ROUND 23: Parramatta Eels v. North Queensland Cowboys (Cbus Super Stadium, 21/8/21, 32-16)
Both Parra and North Queensland were coming off losing streaks when they met at Cbus on Saturday night. The Eels had only won a single game in their last five, and were sixth on the ladder, meaning a top four berth looked increasingly unlikely, even if finals football was guaranteed.

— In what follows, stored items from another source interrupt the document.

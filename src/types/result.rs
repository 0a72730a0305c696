//! Fixed-shape result records returned by the classifier.
//!
//! Every field is always populated: either from the upstream answer or from
//! the default documented on the field.

use serde::{Deserialize, Serialize};

/// Status literals the model is asked to produce, plus the two fallback statuses.
pub mod status {
    pub const HALAL: &str = "Halal";
    pub const HARAM: &str = "Haram";
    pub const QUESTIONABLE: &str = "Questionable";
    /// Upstream answer was not a JSON object, or omitted `status`.
    pub const UNKNOWN: &str = "Unknown";
    /// Request failed at the HTTP or transport level.
    pub const ERROR: &str = "Error";
}

/// Verdict for a single ingredient or food item.
#[derive(Debug, Clone, PartialEq, Serialize, Deserialize)]
pub struct ClassificationResult {
    /// The ingredient or food name that was queried.
    pub subject: String,
    /// Free-form status; defaults to `"Unknown"`.
    pub status: String,
    /// Defaults to `"No explanation provided"`.
    pub explanation: String,
    /// Free-form confidence; defaults to `"Low"`.
    pub confidence: String,
    /// Defaults to an empty list.
    pub concerns: Vec<String>,
}

impl ClassificationResult {
    pub fn is_halal(&self) -> bool {
        self.status.eq_ignore_ascii_case(status::HALAL)
    }

    pub fn is_haram(&self) -> bool {
        self.status.eq_ignore_ascii_case(status::HARAM)
    }

    pub fn is_questionable(&self) -> bool {
        self.status.eq_ignore_ascii_case(status::QUESTIONABLE)
    }

    /// Whether this result came from a failed request rather than a verdict.
    pub fn is_error(&self) -> bool {
        self.status == status::ERROR
    }
}

/// Extended verdict carrying guidance on top of the basic classification.
#[derive(Debug, Clone, PartialEq, Serialize, Deserialize)]
pub struct DetailedClassification {
    #[serde(flatten)]
    pub classification: ClassificationResult,
    /// Defaults to an empty list.
    pub recommendations: Vec<String>,
    /// Defaults to `true`.
    pub certification_required: bool,
    /// Defaults to an empty list.
    pub alternatives: Vec<String>,
}

/// Halal certification status of a branded product.
#[derive(Debug, Clone, PartialEq, Serialize, Deserialize)]
pub struct CertificationResult {
    pub brand: String,
    pub product: String,
    /// Defaults to `false`.
    pub has_certification: bool,
    /// Defaults to `"Unknown"`.
    pub certifying_body: String,
    /// Defaults to `"Low"`.
    pub reliability: String,
    /// Falls back to the upstream explanation, then `"No details available"`.
    pub details: String,
}

/// Result of checking a specific certificate number with its issuing body.
#[derive(Debug, Clone, PartialEq, Serialize, Deserialize)]
pub struct CertificateVerification {
    pub certificate_number: String,
    pub certifying_body: String,
    /// Defaults to `false`.
    pub is_valid: bool,
    /// Defaults to `"Unknown"`.
    pub status: String,
    /// Defaults to `"Unknown"`.
    pub issued_to: String,
    /// Defaults to `"Unknown"`.
    pub expiry_date: String,
    /// Falls back to the upstream explanation, then `"No details available"`.
    pub details: String,
}

/// Halal status of a restaurant at a location.
#[derive(Debug, Clone, PartialEq, Serialize, Deserialize)]
pub struct RestaurantResult {
    pub restaurant: String,
    pub location: String,
    /// Defaults to `false`.
    pub is_halal: bool,
    /// Defaults to `"Unknown"`.
    pub certification_body: String,
    /// Defaults to `"Unknown"`.
    pub last_verified: String,
    /// Falls back to the upstream explanation, then `"No information available"`.
    pub notes: String,
}

/// Aggregate verdict over a recipe's ingredients, computed locally.
#[derive(Debug, Clone, PartialEq, Serialize, Deserialize)]
pub struct RecipeAnalysis {
    pub recipe: String,
    pub overall_status: String,
    pub safe_ingredients: Vec<String>,
    pub questionable_ingredients: Vec<String>,
    pub haram_ingredients: Vec<String>,
    pub total_ingredients: usize,
    /// `100 * safe / total`, or 0 for an empty recipe.
    pub halal_percentage: f64,
}

impl RecipeAnalysis {
    /// Assemble an analysis from already-partitioned ingredient lists.
    pub fn from_partitions(
        recipe: impl Into<String>,
        total_ingredients: usize,
        safe_ingredients: Vec<String>,
        questionable_ingredients: Vec<String>,
        haram_ingredients: Vec<String>,
    ) -> Self {
        let overall_status = if !haram_ingredients.is_empty() {
            status::HARAM
        } else if !questionable_ingredients.is_empty() {
            status::QUESTIONABLE
        } else {
            status::HALAL
        };
        let halal_percentage = if total_ingredients == 0 {
            0.0
        } else {
            100.0 * safe_ingredients.len() as f64 / total_ingredients as f64
        };
        Self {
            recipe: recipe.into(),
            overall_status: overall_status.to_string(),
            safe_ingredients,
            questionable_ingredients,
            haram_ingredients,
            total_ingredients,
            halal_percentage,
        }
    }
}

/// What kind of item a batch contains; selects the prompt used per item.
#[derive(Debug, Clone, Copy, PartialEq, Eq, Default, Serialize, Deserialize)]
#[serde(rename_all = "snake_case")]
pub enum ItemKind {
    #[default]
    Ingredient,
    FoodItem,
}

impl std::str::FromStr for ItemKind {
    type Err = String;

    fn from_str(s: &str) -> Result<Self, Self::Err> {
        match s {
            "ingredient" => Ok(ItemKind::Ingredient),
            "food" | "food_item" => Ok(ItemKind::FoodItem),
            _ => Err(format!("Unknown item kind: {}", s)),
        }
    }
}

On the other side of the Steeden, the Cowboys were keen to avoid losing ten in a row – and equally keen to exceed twenty for the first time in two months, especially with Hamiso Tabuai-Fidow returning in the fullback jersey after four weeks out with appendicitis.
While the blue and gold didn’t need to win here to secure a top eight position, they did need to recover their self-belief with the toughest buildup to finals ahead – the Storm next week, and the Panthers in Round 25. They found that streak in the later part of the game, with a Will Smith try that absorbed the momentum of an unexpected Cowboys comeback, and then Clint Gutherson’s first four-pointer since Round 14, both of which came off Mitch Moses’ general vision and organisation in the halves, even though Gutho was on boot duties as well.

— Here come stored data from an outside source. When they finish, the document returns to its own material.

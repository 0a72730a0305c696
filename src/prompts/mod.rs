//! Prompt builders.
//!
//! Every public classification operation renders its instruction here. The
//! builders are pure string formatting: inputs are interpolated as given, with
//! no validation or escaping.

/// JSON shape requested from the model, which also selects the fallback shape
/// used when the answer cannot be parsed.
#[derive(Debug, Clone, Copy, PartialEq, Eq, Default)]
pub enum ResponseSchema {
    /// status, explanation, confidence, concerns
    #[default]
    Basic,
    /// Basic plus recommendations, certification_required, alternatives
    Extended,
}

impl ResponseSchema {
    /// System message: scholar persona plus the required JSON fields.
    pub fn persona(&self) -> &'static str {
        match self {
            ResponseSchema::Basic => BASIC_PERSONA,
            ResponseSchema::Extended => EXTENDED_PERSONA,
        }
    }
}

const BASIC_PERSONA: &str = "You are an Islamic scholar expert in halal and haram food classification. \
Always respond with valid JSON containing: status (Halal/Haram/Questionable), \
explanation (string), confidence (High/Medium/Low), and concerns (array of strings).";

const EXTENDED_PERSONA: &str = "You are an Islamic scholar expert in halal and haram food classification. \
Always respond with valid JSON containing: status (Halal/Haram/Questionable), \
explanation (string), confidence (High/Medium/Low), concerns (array of strings), \
recommendations (array of strings), certification_required (boolean), \
and alternatives (array of strings).";

const VERDICT_SHAPE: &str = "{'status': 'Halal/Haram/Questionable', 'explanation': 'detailed explanation', \
'confidence': 'High/Medium/Low', 'concerns': ['list of concerns']}";

pub fn ingredient(ingredient: &str) -> String {
    format!(
        "Analyze this ingredient for halal/haram status: '{}'. \
         Consider its source (animal, plant, synthetic), the processing method, \
         and the risk of cross-contamination. Respond with JSON: {}",
        ingredient, VERDICT_SHAPE
    )
}

pub fn food_item(food_name: &str) -> String {
    format!(
        "Analyze this food item for halal/haram status: '{}'. \
         Consider all typical ingredients and preparation methods. Respond with JSON: {}",
        food_name, VERDICT_SHAPE
    )
}

pub fn ingredient_detailed(ingredient: &str) -> String {
    format!(
        "Give a detailed halal/haram analysis of this ingredient: '{}'. \
         Consider its source, processing method, cross-contamination risk, and \
         differences of opinion between schools of thought. Respond with JSON: \
         {{'status': 'Halal/Haram/Questionable', 'explanation': 'detailed explanation', \
         'confidence': 'High/Medium/Low', 'concerns': ['list of concerns'], \
         'recommendations': ['what the consumer should do'], \
         'certification_required': true/false, 'alternatives': ['halal substitutes']}}",
        ingredient
    )
}

pub fn product_label(product: &str) -> String {
    format!(
        "Using the label information above, analyze the packaged product '{}' for \
         halal/haram status. Flag any ingredient whose source is not stated. \
         Respond with JSON: {}",
        product, VERDICT_SHAPE
    )
}

/// Context block carrying the printed ingredient list for [`product_label`].
pub fn label_context(label_text: &str) -> String {
    format!("Ingredient list printed on the label: {}", label_text)
}

pub fn e_number(code: &str) -> String {
    format!(
        "Analyze the food additive '{}' (E-number or INS code) for halal/haram status. \
         Consider whether it can be derived from animal sources, alcohol, or insects. \
         Respond with JSON: {}",
        code, VERDICT_SHAPE
    )
}

pub fn alternatives(item: &str) -> String {
    format!(
        "Provide 3-5 halal alternatives for this haram/questionable item: '{}'. \
         Respond with JSON: {{'alternatives': ['alternative1', 'alternative2', \
         'alternative3', 'alternative4', 'alternative5']}}",
        item
    )
}

pub fn certification(brand: &str, product: &str) -> String {
    format!(
        "Check if '{}' brand's '{}' has halal certification. \
         Respond with JSON: {{'has_certification': true/false, 'certifying_body': 'body name', \
         'reliability': 'High/Medium/Low', 'details': 'detailed information'}}",
        brand, product
    )
}

pub fn certificate_number(certificate_number: &str, certifying_body: &str) -> String {
    format!(
        "Verify halal certificate number '{}' issued by '{}'. \
         Respond with JSON: {{'is_valid': true/false, 'status': 'Active/Expired/Revoked/Unknown', \
         'issued_to': 'company name', 'expiry_date': 'date', 'details': 'detailed information'}}",
        certificate_number, certifying_body
    )
}

pub fn restaurant(name: &str, location: &str) -> String {
    format!(
        "Check whether the restaurant '{}' in '{}' is halal. \
         Respond with JSON: {{'is_halal': true/false, 'certification_body': 'body name', \
         'last_verified': 'date', 'notes': 'additional information'}}",
        name, location
    )
}
//! Configuration management for the SR-IOV exporter.
//!
//! Supports loading configuration from:
//! - TOML configuration files
//! - Environment variables (with `SRIOVNET_EXPORTER_` prefix)
//! - Command-line arguments

use crate::error::{Result, SriovError};
use serde::{Deserialize, Serialize};
use std::path::Path;

/// Collector settings.
#[derive(Debug, Clone, Serialize, Deserialize)]
pub struct CollectorConfig {
    /// Directory under which `/sys` is found ("/" on the host itself)
    #[serde(default = "default_sysfs_root")]
    pub sysfs_root: String,

    /// Metric namespace, the first part of every metric name
    #[serde(default = "default_namespace")]
    pub namespace: String,

    /// Driver whose stat reader is used for PFs bound to a driver without one
    #[serde(default)]
    pub fallback_driver: Option<String>,
}

/// Exporter specific settings.
#[derive(Debug, Clone, Deserialize, Serialize)]
pub struct ExporterConfig {
    /// Address to listen on for metrics endpoint
    #[serde(default = "default_listen_address")]
    pub listen_address: String,
    /// Log level (trace, debug, info, warn, error)
    #[serde(default = "default_log_level")]
    pub log_level: String,
    /// Log output format (text, json)
    #[serde(default = "default_log_format")]
    pub log_format: String,
}

/// Main configuration structure for the SR-IOV exporter.
#[derive(Debug, Clone, Default, Serialize, Deserialize)]
pub struct Settings {
    /// Collector configuration
    #[serde(default)]
    pub collector: CollectorConfig,

    /// Exporter server configuration
    #[serde(default)]
    pub exporter: ExporterConfig,
}

fn default_sysfs_root() -> String {
    "/".to_string()
}

fn default_namespace() -> String {
    "node".to_string()
}

fn default_listen_address() -> String {
    "0.0.0.0:9808".to_string()
}

fn default_log_level() -> String {
    "info".to_string()
}

fn default_log_format() -> String {
    "text".to_string()
}

impl Default for CollectorConfig {
    fn default() -> Self {
        Self {
            sysfs_root: default_sysfs_root(),
            namespace: default_namespace(),
            fallback_driver: None,
        }
    }
}

impl Default for ExporterConfig {
    fn default() -> Self {
        Self {
            listen_address: default_listen_address(),
            log_level: default_log_level(),
            log_format: default_log_format(),
        }
    }
}

fn invalid(message: &str) -> SriovError {
    SriovError::Config(config::ConfigError::Message(message.to_string()))
}

fn is_valid_namespace(namespace: &str) -> bool {
    let mut chars = namespace.chars();
    match chars.next() {
        Some(first) if first.is_ascii_alphabetic() || first == '_' => {
            chars.all(|c| c.is_ascii_alphanumeric() || c == '_')
        }
        _ => false,
    }
}

impl Settings {
    /// Load configuration from a file and environment variables.
    ///
    /// # Arguments
    ///
    /// * `config_path` - Optional path to configuration file
    ///
    /// # Examples
    ///
    /// ```no_run
    /// use sriovnet_exporter::config::Settings;
    ///
    /// let settings = Settings::load(Some("config/default.toml")).unwrap();
    /// ```
    pub fn load(config_path: Option<&str>) -> Result<Self> {
        let mut builder = config::Config::builder();

        // Add config file if provided
        if let Some(path) = config_path {
            if Path::new(path).exists() {
                builder = builder.add_source(config::File::with_name(path));
            }
        }

        // Add environment variables with SRIOVNET_EXPORTER_ prefix
        builder = builder.add_source(
            config::Environment::with_prefix("SRIOVNET_EXPORTER")
                .separator("__")
                .try_parsing(true),
        );

        let config = builder.build()?;
        let settings: Settings = config.try_deserialize()?;

        settings.validate()?;
        Ok(settings)
    }

    /// Validate configuration settings.
    pub fn validate(&self) -> Result<()> {
        if self.exporter.listen_address.is_empty() {
            return Err(invalid("listen address cannot be empty"));
        }

        if self.collector.sysfs_root.is_empty() {
            return Err(invalid("sysfs root cannot be empty"));
        }

        if !is_valid_namespace(&self.collector.namespace) {
            return Err(invalid(
                "metric namespace must match [a-zA-Z_][a-zA-Z0-9_]*",
            ));
        }

        if !matches!(self.exporter.log_format.as_str(), "text" | "json") {
            return Err(invalid("log format must be \"text\" or \"json\""));
        }

        Ok(())
    }
}
use anyhow::Result;
use clap::Parser;
use sriovnet_exporter::{
    collector::SriovNetCollector, config::Settings, metrics::MetricsExporter,
    reader::ReaderRegistry, server::start_server, sysfs::HostSysfs,
};
use std::sync::Arc;
use tracing::{error, info};
use tracing_subscriber::{layer::SubscriberExt, util::SubscriberInitExt, EnvFilter};

/// SR-IOV Net Exporter - Prometheus exporter for per-VF statistics of SR-IOV NICs
#[derive(Parser, Debug)]
#[command(author, version, about, long_about = None)]
struct Args {
    /// Path to configuration file
    #[arg(short, long, value_name = "FILE")]
    config: Option<String>,

    /// Directory under which sysfs is mounted, overriding the configuration
    #[arg(long, value_name = "DIR", env = "SRIOVNET_EXPORTER_SYSFS_ROOT")]
    sysfs_root: Option<String>,
}

#[tokio::main]
async fn main() -> Result<()> {
    // Parse command-line arguments
    let args = Args::parse();

    // Load configuration
    let mut settings = Settings::load(args.config.as_deref())?;
    if let Some(root) = args.sysfs_root {
        settings.collector.sysfs_root = root;
        settings.validate()?;
    }

    // Initialize logging
    init_logging(&settings.exporter.log_level, &settings.exporter.log_format)?;

    info!("Starting SR-IOV Net Exporter");
    info!("Listen address: {}", settings.exporter.listen_address);

    let mut readers = ReaderRegistry::with_defaults();
    readers.set_fallback(settings.collector.fallback_driver.clone());
    info!("Stat readers: {:?}", readers);

    let sysfs = Arc::new(HostSysfs::new(&settings.collector.sysfs_root));
    info!("sysfs root: {}", sysfs.root().display());
    let collector = SriovNetCollector::new(sysfs, readers, &settings.collector.namespace)?;
    let exporter = MetricsExporter::new(collector)?;

    // Start HTTP server
    info!("Starting HTTP server...");
    if let Err(e) = start_server(&settings.exporter.listen_address, exporter).await {
        error!("Server error: {}", e);
        return Err(e.into());
    }

    Ok(())
}

/// Initialize structured logging with tracing.
fn init_logging(log_level: &str, log_format: &str) -> Result<()> {
    let env_filter =
        EnvFilter::try_from_default_env().unwrap_or_else(|_| EnvFilter::new(log_level));

    let registry = tracing_subscriber::registry().with(env_filter);
    if log_format == "json" {
        registry.with(tracing_subscriber::fmt::layer().json()).init();
    } else {
        registry.with(tracing_subscriber::fmt::layer()).init();
    }

    Ok(())
}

Moses took the kickoff, and Junior Paulo the first run, after only notching up 242 metres last week against the Sea Eagles, before Nathan Brown put it down to gift North Queensland some early field position. The Hammer was close to the twenty by the first tackle, and Francis Molo sailed into it on play two, but the Cowboys didn’t really mount much of a challenge here, as Will Penisini marked his second game in the NRL by taking a Scott Drinkwater chip on the full.

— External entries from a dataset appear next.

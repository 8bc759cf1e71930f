//! Read-only access to sysfs.
//!
//! Discovery and stat readers never touch `std::fs` directly. They go through
//! the [`Sysfs`] trait with absolute sysfs paths (`/sys/bus/pci/devices/...`),
//! which lets the exporter run against a sysfs tree mounted somewhere other
//! than `/` and lets tests substitute a fixture.

use std::fs;
use std::io;
use std::path::{Path, PathBuf};

/// Filesystem operations needed by the discovery walk.
pub trait Sysfs: Send + Sync {
    /// Names of the entries in a directory, sorted by name.
    fn read_dir(&self, path: &Path) -> io::Result<Vec<String>>;

    /// Full contents of an attribute file.
    fn read_to_string(&self, path: &Path) -> io::Result<String>;

    /// Whether `path` exists, following symlinks.
    fn exists(&self, path: &Path) -> bool;

    /// Whether `path` itself is a symlink, without following it.
    fn is_symlink(&self, path: &Path) -> io::Result<bool>;

    /// Fully resolved target of `path`. Fails on broken links.
    fn resolve_link(&self, path: &Path) -> io::Result<PathBuf>;

    /// Target of the symlink `path` as written, without resolving it.
    fn read_link(&self, path: &Path) -> io::Result<PathBuf>;
}

/// [`Sysfs`] backed by the host filesystem.
#[derive(Debug, Clone)]
pub struct HostSysfs {
    root: PathBuf,
}

impl HostSysfs {
    /// Create a sysfs source whose absolute paths are resolved below `root`.
    ///
    /// `HostSysfs::new("/")` reads the live system; a container with the host
    /// sysfs bind-mounted at `/host/sys` would use `HostSysfs::new("/host")`.
    pub fn new(root: impl Into<PathBuf>) -> Self {
        Self { root: root.into() }
    }

    pub fn root(&self) -> &Path {
        &self.root
    }

    fn host_path(&self, path: &Path) -> PathBuf {
        self.root.join(path.strip_prefix("/").unwrap_or(path))
    }
}

impl Default for HostSysfs {
    fn default() -> Self {
        Self::new("/")
    }
}

impl Sysfs for HostSysfs {
    fn read_dir(&self, path: &Path) -> io::Result<Vec<String>> {
        let mut names = fs::read_dir(self.host_path(path))?
            .map(|entry| entry.map(|e| e.file_name().to_string_lossy().into_owned()))
            .collect::<io::Result<Vec<_>>>()?;
        names.sort();
        Ok(names)
    }

    fn read_to_string(&self, path: &Path) -> io::Result<String> {
        fs::read_to_string(self.host_path(path))
    }

    fn exists(&self, path: &Path) -> bool {
        fs::metadata(self.host_path(path)).is_ok()
    }

    fn is_symlink(&self, path: &Path) -> io::Result<bool> {
        Ok(fs::symlink_metadata(self.host_path(path))?
            .file_type()
            .is_symlink())
    }

    fn resolve_link(&self, path: &Path) -> io::Result<PathBuf> {
        fs::canonicalize(self.host_path(path))
    }

    fn read_link(&self, path: &Path) -> io::Result<PathBuf> {
        fs::read_link(self.host_path(path))
    }
}

#[cfg(test)]
mod tests {
    use super::*;
    use std::os::unix::fs::symlink;
    use tempfile::TempDir;

    fn fixture() -> (TempDir, HostSysfs) {
        let temp_dir = TempDir::new().unwrap();
        let dev = temp_dir.path().join("sys/bus/pci/devices");
        fs::create_dir_all(dev.join("0000:03:00.0")).unwrap();
        fs::create_dir_all(dev.join("0000:03:02.0")).unwrap();
        fs::write(dev.join("0000:03:00.0/class"), "0x020000\n").unwrap();
        symlink("../0000:03:02.0", dev.join("0000:03:00.0/virtfn0")).unwrap();
        symlink("../0000:03:02.7", dev.join("0000:03:00.0/virtfn7")).unwrap();

        let sysfs = HostSysfs::new(temp_dir.path());
        (temp_dir, sysfs)
    }

    #[test]
    fn test_read_dir_is_sorted_and_rooted() {
        let (_dir, sysfs) = fixture();
        let names = sysfs
            .read_dir(Path::new("/sys/bus/pci/devices/0000:03:00.0"))
            .unwrap();
        assert_eq!(names, vec!["class", "virtfn0", "virtfn7"]);
    }

    #[test]
    fn test_read_to_string() {
        let (_dir, sysfs) = fixture();
        let class = sysfs
            .read_to_string(Path::new("/sys/bus/pci/devices/0000:03:00.0/class"))
            .unwrap();
        assert_eq!(class, "0x020000\n");
    }

    #[test]
    fn test_symlink_handling() {
        let (_dir, sysfs) = fixture();
        let pf = Path::new("/sys/bus/pci/devices/0000:03:00.0");

        assert!(sysfs.is_symlink(&pf.join("virtfn0")).unwrap());
        assert!(!sysfs.is_symlink(&pf.join("class")).unwrap());
        assert!(sysfs.is_symlink(&pf.join("missing")).is_err());

        let target = sysfs.resolve_link(&pf.join("virtfn0")).unwrap();
        assert_eq!(target.file_name().unwrap(), "0000:03:02.0");

        // virtfn7 points at a device that does not exist
        assert!(sysfs.resolve_link(&pf.join("virtfn7")).is_err());
        assert_eq!(
            sysfs.read_link(&pf.join("virtfn7")).unwrap(),
            Path::new("../0000:03:02.7")
        );
        assert!(sysfs.read_link(&pf.join("class")).is_err());
        assert!(!sysfs.exists(&pf.join("virtfn7")));
        assert!(sysfs.exists(&pf.join("virtfn0")));
    }

    #[test]
    fn test_missing_root_fails_listing() {
        let sysfs = HostSysfs::new("/nonexistent/sysfs/root");
        assert!(sysfs.read_dir(Path::new("/sys/bus/pci/devices")).is_err());
        assert_eq!(sysfs.root(), Path::new("/nonexistent/sysfs/root"));
    }
}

The Eels didn’t break their own forty, but at least they completed their next set, which Moses capped off with a long kick to reset the balance of position. Despite a strong run up the middle from Jordan Maclean on the fifth, the Cows didn’t reach Parramatta territory either, while the Eels got back on the attack again with a rapid sweep midway up the park that cleared up space for a Waqa Blake break on the left wing. He had ample time to shift it back inside for Dylan Brown, who was unmarked and would have scored untouched, but flicked it forward.
As quickly as Parra had elasticised the game, they’d self-destructed, so the Cowboys had a shot at recovering the momentum if they consolidated now. They repeated and absorbed the Eels’ push with an early sweep out to their left edge, albeit without the break, meaning the set came down to an enormous Drinkwater boot that Haze Dunster took on the full. Ben Condon had come closest to reprising Blake’s movement up the edge, so perhaps he was taking out the frustration of that aborted sweep with a crusher on Gutho early in the count.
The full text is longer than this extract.